Il termine propaganda va a delineare qualsiasi comunicazione che ha come fine quello di esprimere convinzioni e valori di un gruppo organizzato e di conseguenza a persuadere gli altri della loro verità o, perlomeno, della loro validità ideologica. Propaganda: dal fascismo al dopoguerra Direttore responsabile: Claudio Palazzi
Nonostante le tesi contrastanti sull’effettivo grado di cooptazione delle comunicazioni e della cultura di massa ai fini di un progetto politico totalizzante, sappiamo per certo che sotto il fascismo ci fu una progressiva estensione dell’attività di propaganda attraverso una profonda riorganizzazione degli organi e degli strumenti propagandistici e di censura. Quasi sicuramente la creazione in Germania nel marzo del 1933 del ministero per l’Educazione popolare e la Propaganda influenzò la decisione di accorpare le funzioni di propaganda in un unico ministero nell’Italia fascista. Fino ai primi anni Trenta, la propaganda e la censura erano sottoposti al controllo dell’Ufficio stampa del capo del governo.
Nominato direttore dell’Ufficio nel 1933, Galeazzo Ciano un anno dopo trasformò quest’ultimo in sottosegretariato di stato per la Stampa e la Propaganda, che divenne nel 1935 il ministero della Stampa e Propaganda. Questo, verrà poi ribattezzato ministero della Cultura popolare due anni più tardi. In epoca Repubblicana verrà ereditato dal fascismo questo raggruppamento di varie funzioni culturali in un unico organo. Il sottosegretariato di stato per la Stampa, il Turismo e lo Spettacolo assunse infatti molte delle funzioni che erano proprie del MCP, nonostante la sua soppressione formale nel 1945.
Mentre risulta più complesso verificare se il cinema nel suo insieme perseguì sotto il fascismo un obiettivo propagandistico, gli storici concordano generalmente sul fatto che i lungometraggi didattici, i cinegiornali, i documentari prodotti dall’Istituto Luce furono veicoli di propaganda governativa.
Un decreto regio del 1925 istituisce il LUCE come ente morale di diritto pubblico. Due anni più tardi viene creato il cinegiornale Giornale LUCE, destinato a venire proiettato obbligatoriamente in tutti i cinema d’Italia prima della proiezione dei film. Fino al 1931 la produzione è muta e raggiunge le 900 unità. Dal 1931 al 1943 ne vengono realizzati altri 2000. Tali cinegiornali descrivono l’Italia come il migliore dei mondi possibili, capace di ottenere una serie di primati in ogni campo grazie a Mussolini. Non è mai concesso riprendere scene che documentino miseria, disoccupazione, malattia. Il mito del Duce penetra anche all’interno della sala cinematografica grazie a veri e propri monumenti multimediali alla sua figura. Tra il 1935-1936 l’identificazione di Mussolini con i valori di italianità è totale, sia per quanto concerne la propaganda interna sia per quanto si riferisce alla trasmissione di queste immagini sul piano internazionale.

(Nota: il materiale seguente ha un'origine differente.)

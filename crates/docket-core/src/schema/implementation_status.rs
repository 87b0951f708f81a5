//! The `implementation-status` block posted as a progress comment.

use std::fmt;
use std::str::FromStr;

use chrono::{DateTime, Utc};
use serde::{Deserialize, Serialize};

use super::{BlockSchema, FieldChecks, HeaderRecord, SchemaError};
use crate::metadata::{BlockData, IMPLEMENTATION_STATUS_KEY};

/// Overall state of an implementation run.
#[derive(Debug, Clone, Copy, PartialEq, Eq, Serialize, Deserialize)]
#[serde(rename_all = "snake_case")]
pub enum ImplementationState {
    Pending,
    InProgress,
    Complete,
    Failed,
}

impl ImplementationState {
    pub const ALL: [Self; 4] = [Self::Pending, Self::InProgress, Self::Complete, Self::Failed];

    pub fn as_str(self) -> &'static str {
        match self {
            Self::Pending => "pending",
            Self::InProgress => "in_progress",
            Self::Complete => "complete",
            Self::Failed => "failed",
        }
    }
}

impl fmt::Display for ImplementationState {
    fn fmt(&self, f: &mut fmt::Formatter<'_>) -> fmt::Result {
        f.write_str(self.as_str())
    }
}

impl FromStr for ImplementationState {
    type Err = ImplementationStateParseError;

    fn from_str(s: &str) -> Result<Self, Self::Err> {
        Self::ALL
            .into_iter()
            .find(|state| state.as_str() == s)
            .ok_or_else(|| ImplementationStateParseError(s.to_owned()))
    }
}

/// Error returned when parsing an invalid [`ImplementationState`] string.
#[derive(Debug, Clone)]
pub struct ImplementationStateParseError(pub String);

impl fmt::Display for ImplementationStateParseError {
    fn fmt(&self, f: &mut fmt::Formatter<'_>) -> fmt::Result {
        write!(f, "invalid implementation state: {:?}", self.0)
    }
}

impl std::error::Error for ImplementationStateParseError {}

#[derive(Debug, Clone, Copy, Default)]
pub struct ImplementationStatusSchema;

impl BlockSchema for ImplementationStatusSchema {
    fn key(&self) -> &str {
        IMPLEMENTATION_STATUS_KEY
    }

    fn validate(&self, data: &BlockData) -> Result<(), SchemaError> {
        let mut checks = FieldChecks::new(data);
        checks.required(&["status", "completed_nodes", "total_nodes", "timestamp"]);

        let states: Vec<&str> = ImplementationState::ALL.iter().map(|s| s.as_str()).collect();
        checks.one_of("status", &states);

        let completed = checks.integer("completed_nodes");
        if let Some(n) = completed {
            if n < 0 {
                checks.violate(
                    "completed_nodes",
                    format!("must be a non-negative integer (got {n})"),
                );
            }
        }
        let total = checks.integer("total_nodes");
        if let Some(n) = total {
            if n <= 0 {
                checks.violate("total_nodes", format!("must be a positive integer (got {n})"));
            }
        }
        if let (Some(done), Some(total)) = (completed, total) {
            if done > total {
                checks.violate(
                    "completed_nodes",
                    format!("must not exceed total_nodes ({done} > {total})"),
                );
            }
        }

        checks.timestamp("timestamp");
        checks.string("summary");

        checks.finish(IMPLEMENTATION_STATUS_KEY)
    }
}

/// Typed view of an `implementation-status` block.
#[derive(Debug, Clone, PartialEq, Serialize, Deserialize)]
pub struct ImplementationStatus {
    pub status: ImplementationState,
    pub completed_nodes: u64,
    pub total_nodes: u64,
    #[serde(with = "crate::metadata::accessor::timestamp_serde")]
    pub timestamp: DateTime<Utc>,
    #[serde(default, skip_serializing_if = "Option::is_none")]
    pub summary: Option<String>,
}

impl HeaderRecord for ImplementationStatus {
    type Schema = ImplementationStatusSchema;
}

Nel dopoguerra, durante i primi governi repubblicani, la potenza propagandistica dei cinegiornali fu sfruttata nelle stesse modalità e con non pochi elementi di continuità con il periodo fascista. E’ chiaro che vi furono rilevanti differenze ideologiche, ma le tecniche di produzione e programmazione rimasero pressocché le medesime. Le principali differenze si ritrovano nel trattamento dei temi principali. Sotto i governi repubblicani, infatti, veniva offerto un quadro più esplicito della povertà e dei problemi sociali del paese, mostrati come eredità negativa del fascismo. In ogni caso i cinegiornali continuarono ad essere inseriti tra una proiezione e l’altra dei lungometraggi e ripresero dallo stile dei prodotti LUCE la durata, il tono del commento, l’uso della musica di accompagnamento.
Tra il 1949 e il 1956 furono distribuiti circa due cinegiornali alla settimana. Il loro contenuto era stabilito dal Centro di documentazione, organo istituito da De Gasperi all’interno dell’ufficio del primo ministro e di conseguenza i cinegiornali continuarono ad essere la voce ufficiale del governo, allo stesso modo di come lo erano stati diversi anni prima, sotto il regime fascita.